I have to admit, this weight thing is really throwing me.  Yes, those first 12 weeks when I wasn’t working out I knew I’d gain more than I should.  I fully expected though, that once I was back to living the lifestyle that got me to lose weight in the first place, I’d not only have an easy time not gaining the weight, but I’d MAKE UP for the difference.  No, no, it seems reality is nothing at all like that.  Granted, I’m now eating about 1600 cals per day instead of the 1400 I ate before pregnant.  Also, I’m only working out to the tune of about 100 calories with my lower heart rate requirements instead of my 500 calories I used to do.  Totalled, that makes me at the ‘ideal’ 600 calorie increase they suggest for a twin pregnancy.  Now, 1600 calories is pretty low in general and that is, sadly, my reality of keeping to a reasonably healthy weight.  1200 is the lowest they suggest any women ever go for extreme dieting.  That is, I believe, just the scars of obesity on my metabolism and something I have to live with.  Still, I never EVER would have thought that me DOING that and being ON TASK with all this would still result in me seriously over gaining at this point.  SO… if I sound frustrated, it is because I feel powerless and more than a little angry that I am denying myself things that I’d like to have while still failing to meet my goals.

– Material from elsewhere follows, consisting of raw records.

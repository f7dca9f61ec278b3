//! # OpenAPI Document
//!
//! Generated from the route annotations and served at `/openapi.json`.

use axum::routing::get;
use axum::{Json, Router};
use utoipa::OpenApi;

use crate::state::AppState;

/// OpenAPI document for the lookup service.
#[derive(OpenApi)]
#[openapi(
    info(
        title = "SPAR Lookup API",
        version = "0.1.0",
        description = "Person and address lookups against the Swedish population register (SPAR)."
    ),
    paths(
        crate::routes::lookup::lookup_person,
        crate::routes::health::liveness,
        crate::routes::health::readiness,
        crate::routes::health::metrics,
    ),
    components(schemas(
        crate::routes::lookup::PersonResponse,
        crate::routes::lookup::AddressResponse,
        crate::routes::health::ReadinessResponse,
        crate::middleware::metrics::MetricsSnapshot,
        crate::error::ErrorBody,
    )),
    tags(
        (name = "lookup", description = "Person lookup by identity number"),
        (name = "health", description = "Probes and counters"),
    )
)]
pub struct ApiDoc;

/// Router serving the generated document.
pub fn router() -> Router<AppState> {
    Router::new().route("/openapi.json", get(openapi_json))
}

async fn openapi_json() -> Json<utoipa::openapi::OpenApi> {
    Json(ApiDoc::openapi())
}
//! # HTTP Registry Gateway
//!
//! Production [`RegistryGateway`] backed by `reqwest` with rustls. One HTTPS
//! client is built at construction time and reused for every call.
//!
//! ## Status Mapping
//!
//! | Response | Result |
//! |---|---|
//! | 2xx | `Ok(Xml(body))` |
//! | 500 with a SOAP `Fault` body | `Ok(Xml(body))` (the fault is reported by normalization) |
//! | any other status | `Err(Unavailable)` |
//! | timeout | `Err(Timeout)` |
//! | connect / TLS / body read failure | `Err(Transport)` |

use std::path::Path;
use std::time::Duration;

use async_trait::async_trait;
use reqwest::header::CONTENT_TYPE;
use reqwest::{Certificate, Client, Identity, StatusCode};
use spar_core::{Personnummer, RawRegistryPayload, RegistryNode};

use crate::config::{ClientTls, SparConfig};
use crate::envelope::{self, SOAP_ACTION};
use crate::error::GatewayError;
use crate::gateway::RegistryGateway;

const GATEWAY_NAME: &str = "SparHttpGateway";

/// Longest response body excerpt kept in an error.
const BODY_EXCERPT_CHARS: usize = 256;

/// SPAR person-search over SOAP/HTTPS.
#[derive(Debug)]
pub struct SparHttpGateway {
    client: Client,
    config: SparConfig,
}

impl SparHttpGateway {
    /// Build the HTTPS client from configuration.
    ///
    /// # Errors
    ///
    /// - `GatewayError::Certificate` if a PEM file cannot be read or parsed.
    /// - `GatewayError::Transport` if the client cannot be built.
    pub fn new(config: SparConfig) -> Result<Self, GatewayError> {
        let mut builder = Client::builder()
            .timeout(Duration::from_secs(config.timeout_secs))
            .danger_accept_invalid_certs(config.accept_invalid_certs);

        if let Some(tls) = &config.tls {
            let (identity, ca) = load_tls(tls)?;
            builder = builder.identity(identity).add_root_certificate(ca);
        }

        let client = builder.build().map_err(|e| GatewayError::Transport {
            reason: format!("failed to build HTTP client: {e}"),
        })?;

        tracing::debug!(
            endpoint = %config.endpoint,
            mutual_tls = config.tls.is_some(),
            accept_invalid_certs = config.accept_invalid_certs,
            timeout_secs = config.timeout_secs,
            "SPAR HTTP gateway constructed"
        );

        Ok(Self { client, config })
    }

    /// The configuration this gateway was built from.
    pub fn config(&self) -> &SparConfig {
        &self.config
    }

    fn timeout_ms(&self) -> u64 {
        self.config.timeout_secs.saturating_mul(1000)
    }
}

#[async_trait]
impl RegistryGateway for SparHttpGateway {
    async fn lookup(&self, personnummer: &Personnummer) -> Result<RawRegistryPayload, GatewayError> {
        let body = envelope::person_search(&self.config, personnummer)?;

        let response = self
            .client
            .post(self.config.endpoint.clone())
            .header(CONTENT_TYPE, "text/xml; charset=utf-8")
            .header("SOAPAction", SOAP_ACTION)
            .body(body)
            .send()
            .await
            .map_err(|e| {
                if e.is_timeout() {
                    GatewayError::Timeout {
                        timeout_ms: self.timeout_ms(),
                    }
                } else {
                    GatewayError::Transport {
                        reason: e.to_string(),
                    }
                }
            })?;

        let status = response.status();
        let text = response.text().await.map_err(|e| {
            if e.is_timeout() {
                GatewayError::Timeout {
                    timeout_ms: self.timeout_ms(),
                }
            } else {
                GatewayError::Transport {
                    reason: format!("failed to read response body: {e}"),
                }
            }
        })?;

        let soap_fault = status == StatusCode::INTERNAL_SERVER_ERROR && is_soap_fault(&text);
        if status.is_success() || soap_fault {
            return Ok(RawRegistryPayload::Xml(text));
        }

        Err(GatewayError::Unavailable {
            status: status.as_u16(),
            body: text.chars().take(BODY_EXCERPT_CHARS).collect(),
        })
    }

    fn gateway_name(&self) -> &str {
        GATEWAY_NAME
    }
}

/// SOAP 1.1 reports faults with HTTP 500 and a well-formed body holding a
/// `Fault` element.
fn is_soap_fault(body: &str) -> bool {
    RegistryNode::from_xml(body).is_ok_and(|document| document.find("Fault").is_some())
}

fn load_tls(tls: &ClientTls) -> Result<(Identity, Certificate), GatewayError> {
    let mut pem = read_pem(&tls.certificate)?;
    pem.push(b'\n');
    pem.extend_from_slice(&read_pem(&tls.private_key)?);
    let identity = Identity::from_pem(&pem).map_err(|e| certificate_error(&tls.certificate, e))?;

    let ca_pem = read_pem(&tls.ca_bundle)?;
    let ca = Certificate::from_pem(&ca_pem).map_err(|e| certificate_error(&tls.ca_bundle, e))?;

    Ok((identity, ca))
}

fn read_pem(path: &Path) -> Result<Vec<u8>, GatewayError> {
    std::fs::read(path).map_err(|e| certificate_error(path, e))
}

fn certificate_error(path: &Path, err: impl std::fmt::Display) -> GatewayError {
    GatewayError::Certificate {
        path: path.display().to_string(),
        reason: err.to_string(),
    }
}
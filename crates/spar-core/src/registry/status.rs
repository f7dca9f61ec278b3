//! # Status Resolution
//!
//! Registry responses signal the outcome in one of two vocabularies:
//!
//! - a numeric `Status` element (`1` found, `2` protected, `3` deceased,
//!   `4` not found), or
//! - explicit flags: protection markers (`SkyddadIdentitet`,
//!   `Sekretessmarkering`, `SkyddadFolkbokforing`) and a deregistration
//!   cause (`AvregistreringsorsakKod`, where `AV` means deceased).
//!
//! Resolution walks [`RULES`] in order and stops at the first signal that
//! decides. A record is only `Found` on a positive signal: either the
//! numeric code, or every flag present being explicitly negative while the
//! record carries person data. Anything else is unresolved.

use super::tree::RegistryNode;

/// Outcome signalled by a registry record.
#[derive(Debug, Clone, Copy, PartialEq, Eq)]
pub enum RegistryStatus {
    /// Releasable record.
    Found,
    /// Protected identity.
    Protected,
    /// Registered as deceased.
    Deceased,
    /// No record.
    NotFound,
}

/// Numeric status vocabulary.
const STATUS_CODES: &[(&str, RegistryStatus)] = &[
    ("1", RegistryStatus::Found),
    ("2", RegistryStatus::Protected),
    ("3", RegistryStatus::Deceased),
    ("4", RegistryStatus::NotFound),
];

/// Elements whose truthy value marks a protected identity.
const PROTECTION_FLAGS: &[&str] = &[
    "SkyddadIdentitet",
    "Sekretessmarkering",
    "SkyddadFolkbokforing",
];

/// Deregistration cause meaning the person is deceased.
const DECEASED_CAUSE: &str = "AV";

/// Elements whose presence shows the record carries person data.
const PERSON_DATA: &[&str] = &["Namn", "Persondetaljer", "Folkbokforingsadress"];

enum Signal {
    /// Element text looked up in [`STATUS_CODES`].
    Code,
    /// Boolean-like element; truthy yields the verdict.
    Flag(RegistryStatus),
    /// Element text equal to the code yields the verdict.
    Equals(&'static str, RegistryStatus),
}

struct Rule {
    element: &'static str,
    signal: Signal,
}

/// Ordered resolution table. The first rule that decides wins.
const RULES: &[Rule] = &[
    Rule {
        element: "Status",
        signal: Signal::Code,
    },
    Rule {
        element: "SkyddadIdentitet",
        signal: Signal::Flag(RegistryStatus::Protected),
    },
    Rule {
        element: "Sekretessmarkering",
        signal: Signal::Flag(RegistryStatus::Protected),
    },
    Rule {
        element: "SkyddadFolkbokforing",
        signal: Signal::Flag(RegistryStatus::Protected),
    },
    Rule {
        element: "AvregistreringsorsakKod",
        signal: Signal::Equals(DECEASED_CAUSE, RegistryStatus::Deceased),
    },
];

/// Resolve the status of a record, or `None` when no signal decides.
pub fn resolve(record: &RegistryNode) -> Option<RegistryStatus> {
    let decided = RULES.iter().find_map(|rule| {
        let value = record.find(rule.element)?.text()?;
        match rule.signal {
            Signal::Code => STATUS_CODES
                .iter()
                .find(|(code, _)| *code == value)
                .map(|(_, status)| *status),
            Signal::Flag(verdict) => (flag(value) == Some(true)).then_some(verdict),
            Signal::Equals(expected, verdict) => {
                value.eq_ignore_ascii_case(expected).then_some(verdict)
            }
        }
    });
    decided.or_else(|| explicitly_clear(record).then_some(RegistryStatus::Found))
}

/// True when any protection flag on the record is truthy.
pub fn is_protected(record: &RegistryNode) -> bool {
    PROTECTION_FLAGS.iter().any(|name| {
        record
            .find(name)
            .and_then(RegistryNode::text)
            .and_then(flag)
            .unwrap_or(false)
    })
}

/// Interpret a boolean-like registry value. `None` when unrecognized.
pub fn flag(value: &str) -> Option<bool> {
    let value = value.trim();
    if ["true", "1", "j", "ja"]
        .iter()
        .any(|t| value.eq_ignore_ascii_case(t))
    {
        Some(true)
    } else if ["false", "0", "n", "nej"]
        .iter()
        .any(|f| value.eq_ignore_ascii_case(f))
    {
        Some(false)
    } else {
        None
    }
}

/// Every protection flag present is explicitly negative, at least one is
/// present, and the record carries person data.
fn explicitly_clear(record: &RegistryNode) -> bool {
    let flags: Vec<Option<bool>> = PROTECTION_FLAGS
        .iter()
        .filter_map(|name| record.find(name))
        .map(|node| node.text().and_then(flag))
        .collect();
    !flags.is_empty()
        && flags.iter().all(|value| *value == Some(false))
        && PERSON_DATA.iter().any(|name| record.find(name).is_some())
}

Somehow, I have to stop caring about it so much.  When I lost the weight originally, I had simply bought into that “10 minutes/day” ad and just decided to put in the effort to MOVE a little more.  I was going to put healthier activities in my lifestyle and whatever my weight and my body did with that was NOT my focus.  Just the lifestyle was.  Now, once I put in the 10 minutes, I put in a little more and a little more and I modified my eating a bit here and there as well.  Not all at once.  I enjoyed the weight results.  Still, I have to get back to living the lifestyle and not obsessing about the numbers.  The hard part is that the daily weight checks were what kept me in line with the lifestyle.  That is what kept me eating only 2 cookies on Sunday instead of, well, a LOT more.  If I disregard the weight totally, my habits could suffer as well and then I won’t be meeting the ‘healthy living’ goal.  Honestly, I just wish someone would come up with a twin pregnancy weight chart that put what I’m achieving in the ‘normal’ range and then I could settle down and not be so on edge about it all.  How totally childish is that?  For the record, my rings not only still fit but they are still quite loose and I am right this very moment wearing my pre-pregnancy pants with the too-big waist that are fitting me wonderfully.

Changing subjects I’d like to say… these babies?  They don’t move enough.  I’m 17 weeks now and while I know that I didn’t even really feel Asher moving until 20 weeks along I’m quite a bit thinner now and from what I understand, that makes a big difference.  Ideally, they would move whenever I tell them to.  Thus, if I’m out and about and just curious about them enough to stop and pay attention to my belly, I should be rewarded with a little movement from them both.  If I roll over in bed and lay quiet and still, they should both kick up a little “We’re here!” dance for me.  They do not though – and I only feel them when they are in the mood and it seems that is only every few days or so.  Bugger on that.  I cannot wait until I can feel them all the time and get that constant reassurance that they are there.  Of course, I’m hoping all this reassurance doesn’t involve sticking anything up into my ribcage because, babies, that is really quite uncomfortable.  To their credit, while I’ve been typing this, they’ve decided to do some little baby wiggles so that is nice.